According to BBC, the UK security researcher “MalwareTech”, who helped to limit the ransomware attack, predicted “another one coming… quite likely on Monday”.

The virus, which took control of users’ files, spread to 100 countries, including Spain, France and Russia.

In England, 48 NHS trusts fell victim, as did 13 NHS bodies in Scotland.

Some hospitals were forced to cancel procedures and appointments, as ambulances were directed to neighbouring hospitals free from the computer virus.

UK Home Secretary Amber Rudd said on Saturday that all but six NHS trusts’ systems had been restored, but that “there’s always more” that could be done to protect against computer viruses.

After taking computers over, the virus displayed messages demanding a payment of $300 (£230) in virtual currency Bitcoin to unlock files and return them to the user.

BBC analysis of three accounts linked with the global attack suggests the hackers have already been paid the equivalent of £22,080.

MalwareTech, who wants to remain anonymous, was hailed as an “accidental hero” after registering a domain name to track the spread of the virus, which actually ended up halting it.

The 22-year-old told the BBC: “It’s very important that people patch their systems now.

“We have stopped this one, but there will be another one coming and it will not be stoppable by us.

“There’s a lot of money in this.
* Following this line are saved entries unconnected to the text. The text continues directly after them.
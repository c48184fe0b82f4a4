// File: crates/linegraph-core/src/lib.rs
// Summary: Core library entry point; exports chart surfaces, the scene graph and rendering.

pub mod axis;
pub mod chart;
pub mod continuous;
pub mod error;
pub mod geometry;
pub mod indexed;
pub mod render;
pub mod scale;
pub mod scene;
pub mod series;
pub mod text;
pub mod theme;
pub mod types;

pub use axis::{Axis, AxisRange, Bound};
pub use chart::ChartSurface;
pub use continuous::{ContinuousChart, ContinuousMapping};
pub use error::{ChartError, Result};
pub use geometry::{Point, RectF, Size};
pub use indexed::{IndexedChart, IndexedMapping};
pub use render::RenderOptions;
pub use scale::{map_point, Mapping};
pub use scene::{NodeId, Scene};
pub use series::{Line, SeriesId};
pub use text::{FontSpec, TextMetrics, TextShaper};
pub use theme::ChartStyle;
pub use skia_safe::Color;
There’s no reason for them to stop. It’s not really much effort for them to change the code and then start over.

“So there’s a good chance they are going to do it… maybe not this weekend, but quite likely on Monday morning.”

Recall that About 100 countries have reported a cyberattack that  has infected tens of thousands of computers and especially disrupted Britain’s health system and global shipper FedEx last week.
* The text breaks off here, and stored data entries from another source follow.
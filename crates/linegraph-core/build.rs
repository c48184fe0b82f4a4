// File: crates/linegraph-core/build.rs
// Summary: Build script to link required Windows system libraries for Skia/ICU.

fn main() {
    #[cfg(target_os = "windows")]
    {
        // Needed for RegOpenKeyExW, RegQueryInfoKeyW, etc.
        println!("cargo:rustc-link-lib=advapi32");
    }
}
Cyber extortionists tricked victims into opening malicious malware attachments to spam emails that appeared to contain invoices, job offers, security warnings and other legitimate files.

The ransomware encrypted data on the computers, demanding payments of $300 to $600 to restore access. Security researchers said they observed some victims paying via the digital currency bitcoin, though they did not know what percent had given in to the extortionists.